On the Egyptian forces retreating from the border, the source said, “It is a military measure, [which was taken] immediately after the Israeli war was declared on Gaza, for us to protect our soldiers from any splinters or traces of the shelling, particularly since the soldiers are stationed a few meters away from potential targets on the border such as smuggling tunnels and Hamas military posts.”

The continuation of the Israeli bombardment along the Egyptian border in Rafah suggests that the smuggling tunnels are part of the objectives of the Israeli war on Gaza, as Israel has often claimed that these tunnels are used to smuggle weapons to Palestinian resistance factions.

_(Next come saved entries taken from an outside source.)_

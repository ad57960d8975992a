mod arknights;
mod endfield;

pub use arknights::ArknightsHandler;
pub use endfield::EndfieldHandler;

use std::sync::Arc;

use skland_domain::check_in::{CheckinHandler, SklandApi};
use skland_domain::game::Game;

/// Check-in strategy for `game`
pub fn handler_for(game: Game, api: Arc<dyn SklandApi>) -> Box<dyn CheckinHandler> {
    match game {
        Game::Arknights => Box::new(ArknightsHandler::new(api)),
        Game::Endfield => Box::new(EndfieldHandler::new(api)),
    }
}
//! Fixed-width report lines.
//!
//! Chinese text renders double-width in terminals, so column padding counts
//! CJK ideographs and CJK punctuation as two cells.

pub const GAME_COLUMN_WIDTH: usize = 18;
pub const ROLE_COLUMN_WIDTH: usize = 32;

fn char_width(c: char) -> usize {
    match c {
        '\u{4e00}'..='\u{9fff}' | '\u{3000}'..='\u{303f}' => 2,
        _ => 1,
    }
}

/// Display width of `s` in terminal cells
pub fn display_width(s: &str) -> usize {
    s.chars().map(char_width).sum()
}

/// Right-pad `s` with spaces up to `target_width` cells; never truncates
pub fn pad_to_width(s: &str, target_width: usize) -> String {
    let padding = target_width.saturating_sub(display_width(s));
    let mut padded = String::with_capacity(s.len() + padding);
    padded.push_str(s);
    padded.extend(std::iter::repeat(' ').take(padding));
    padded
}

/// `[game]`, `role（channel）` and the result, tab separated
pub fn build_line(game_name: &str, role_name: &str, channel: &str, result: &str) -> String {
    let game = pad_to_width(&format!("[{}]", game_name), GAME_COLUMN_WIDTH);
    let role_info = pad_to_width(&format!("{}（{}）", role_name, channel), ROLE_COLUMN_WIDTH);
    format!("{}\t{}\t结果：{}", game, role_info, result)
}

Despite the tight Egyptian measures on the border, since the Egyptian forces announced on Aug. 7, 2013, the war on the smuggling tunnels in Rafah, witnesses confirmed to Al-Monitor that the army has intensively patrolled the border since the outbreak of Operation Protective Edge.

Commenting on these security measures on the border area, a security source told Al-Monitor, “The measures are normal and part of a plan to protect Egyptian national security, in light of the war on terrorism in the Sinai Peninsula.”

He said, “This is to prevent terrorists from using smuggling tunnels, or infiltrating to and from Gaza, across the land border or in military boats in the Mediterranean Sea. Everyone knows the extent of the damage that was inflicted on Egypt through the tunnels and entry of terrorists from Gaza to tamper with the stability in the Sinai Peninsula.”

Both the Egyptian and Israeli governments share an objective to shut down the tunnels, as each considers them a security threat.